The trial lawyers are not directly involved in any of the petitions now circulating. But Election Watchdog, an affiliate of the Foundation for Taxpayer and Consumer Rights, which is funded in part by trial lawyers, announced Tuesday it would not proceed with its petition targeting prescription drug prices.
The drug companies, meanwhile, have three initiatives awaiting title and summary with the Attorney General’s Office. One would cap lawyers’ fees. Another would prohibit public agencies from processing union dues from employees if the funds are used for political purposes. A third mirrors a pending bill backed by Schwarzenegger that would establish a drug-discount plan for low-income people that would involve only voluntary participation by drug companies.
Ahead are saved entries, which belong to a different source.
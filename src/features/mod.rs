pub mod datetime;

use std::path::Path;

use anyhow::{Context, Result};
use chrono::Timelike;
use serde::{Deserialize, Serialize};

use crate::config::ScoringConfig;
use crate::ingest;
use crate::table::Table;

/// Direction of a transaction: money in or money out.
#[derive(Debug, Clone, Copy, PartialEq, Eq, Hash, Serialize, Deserialize)]
#[serde(rename_all = "lowercase")]
pub enum Flow {
    Income,
    Spend,
}

impl std::fmt::Display for Flow {
    fn fmt(&self, f: &mut std::fmt::Formatter<'_>) -> std::fmt::Result {
        match self {
            Flow::Income => write!(f, "income"),
            Flow::Spend => write!(f, "spend"),
        }
    }
}

/// One row of the feature set the scoring API expects. Field order matches
/// the wire format: amount, mcc_code, tr_type, flow, hour.
///
/// The type itself carries the guarantees the API relies on — no field can
/// be null, non-finite, or outside its domain.
#[derive(Debug, Clone, PartialEq, Serialize, Deserialize)]
pub struct FeatureRow {
    pub amount: f64,
    pub mcc_code: i64,
    pub tr_type: i64,
    pub flow: Flow,
    pub hour: u8,
}

/// Parse a cell as a finite number. Whitespace is trimmed; anything that
/// fails to parse, or parses to NaN/Inf, is None rather than an error.
pub fn coerce_numeric(cell: &str) -> Option<f64> {
    let trimmed = cell.trim();
    if trimmed.is_empty() {
        return None;
    }
    trimmed.parse::<f64>().ok().filter(|v| v.is_finite())
}

/// Derive the feature rows the scoring API expects from a normalized table.
///
/// Total over any input: missing or malformed cells fall back to defaults
/// (amount 0.0, codes 0, hour 0, flow spend) instead of failing, so every
/// input row yields a well-formed [`FeatureRow`].
pub fn build_features(table: &Table, config: &ScoringConfig) -> Vec<FeatureRow> {
    let amount_col = table.column_index("amount");
    let mcc_col = table.column_index("mcc_code");
    let tr_type_col = table.column_index("tr_type");
    let hour_col = table.column_index("hour");
    let datetime_col = table.column_index("tr_datetime");
    let flow_col = table.column_index("flow");

    table
        .rows
        .iter()
        .map(|row| {
            let cell = |idx: Option<usize>| idx.and_then(|i| row.get(i)).map(String::as_str);

            let amount = cell(amount_col).and_then(coerce_numeric);
            let mcc_code = cell(mcc_col).and_then(coerce_numeric);
            let tr_type = cell(tr_type_col).and_then(coerce_numeric);

            // An explicit hour column wins over tr_datetime; with neither,
            // the whole column defaults to 0.
            let hour = if hour_col.is_some() {
                cell(hour_col)
                    .and_then(coerce_numeric)
                    .map(|h| (h as i64).rem_euclid(24) as u8)
                    .unwrap_or(0)
            } else if datetime_col.is_some() {
                cell(datetime_col)
                    .and_then(|s| datetime::parse_relative_datetime(s, config.anchor_date))
                    .map(|ts| ts.hour() as u8)
                    .unwrap_or(0)
            } else {
                0
            };

            // An explicit flow column wins over the amount sign. A missing
            // amount counts as 0, which classifies as income.
            let flow = if let Some(idx) = flow_col {
                normalize_flow(row.get(idx).map(String::as_str).unwrap_or(""), config)
            } else if amount_col.is_some() {
                if amount.unwrap_or(0.0) >= 0.0 {
                    Flow::Income
                } else {
                    Flow::Spend
                }
            } else {
                Flow::Spend
            };

            FeatureRow {
                amount: amount.unwrap_or(0.0),
                mcc_code: mcc_code.map(|v| v as i64).unwrap_or(0),
                tr_type: tr_type.map(|v| v as i64).unwrap_or(0),
                flow,
                hour,
            }
        })
        .collect()
}

/// Lowercase a raw flow label, map configured synonyms, and force anything
/// still outside the two canonical values to spend.
fn normalize_flow(raw: &str, config: &ScoringConfig) -> Flow {
    let lower = raw.trim().to_lowercase();
    match lower.as_str() {
        "income" => Flow::Income,
        "spend" => Flow::Spend,
        other => config.flow_synonyms.get(other).copied().unwrap_or(Flow::Spend),
    }
}

/// CLI entry point for the `features` subcommand: derive the feature CSV
/// without touching the network.
pub fn run(input: &Path, output: &Path, max_rows: usize) -> Result<()> {
    let config = ScoringConfig::from_env();

    let raw = std::fs::read(input).with_context(|| format!("reading {}", input.display()))?;
    let mut table =
        ingest::normalize(&raw).with_context(|| format!("parsing {}", input.display()))?;
    ingest::require_columns(&table, &config.required_columns)?;

    if max_rows > 0 && table.rows.len() > max_rows {
        println!("Limiting to the first {} of {} rows", max_rows, table.rows.len());
        table.truncate(max_rows);
    }

    let rows = build_features(&table, &config);

    let mut wtr = csv::Writer::from_path(output)
        .with_context(|| format!("creating {}", output.display()))?;
    for row in &rows {
        wtr.serialize(row)?;
    }
    wtr.flush()?;

    println!("Wrote {} feature rows to {}", rows.len(), output.display());
    Ok(())
}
Despite the talks, a union-backed prescription drug plan that would use state bargaining power to force discounts for low-income residents is making the initiative rounds, with help from paid signature gatherers. The author of the plan, Anthony Wright, said he is going forward no matter what.
“Absolutely,” Wright said.
The Alliance for a Better California is funding Wright’s signature-gathering effort. It has received a little more than $1.7 million so far, the vast majority of it from labor unions.
At the same time, Lew Uhler, president of the National Tax Limitation Committee, said he has no plans to drop his measure that would force public employee unions to get their workers’ consent before they could spend dues money on political campaigns. Uhler’s petitions are now on the streets, with signature gatherers being paid by still-secret sources.
“It’s kind of crazy,” Uhler said of the drug company-lawyer talks. “The vectors of force are moving in all kinds of directions.”
While it’s clear where the lawyers would benefit if the drug companies drop the attack on contingency fees, the pharmaceutical firms would still have to fight off Wright’s initiative, even if the lawyers back away from the action. But the alliance supporting Wright would probably have to carry on its fight without any cash from the trial lawyers.
“Eliminating financial support for that measure decreases the likelihood that the measure will be successful,” Spillane said.
As for the Republican governor’s agenda, a member of the campaign committee backing Schwarzenegger’s initiatives said any deal worked out between the drug companies and trial lawyers is “unlikely” to affect Schwarzenegger’s overhaul plan on the main stage – middecade redistricting, merit pay for teachers, a longer waiting period for teacher tenure, a new public employee pension system, a new budget control mechanism.
“I don’t see it having an impact on the overall reform package,” said Jon Coupal of the Howard Jarvis Taxpayers Association and a board member of the Schwarzenegger-affiliated Citizens to Save California.
Added gubernatorial spokeswoman Margita Thompson: “We don’t have a dog in that fight.”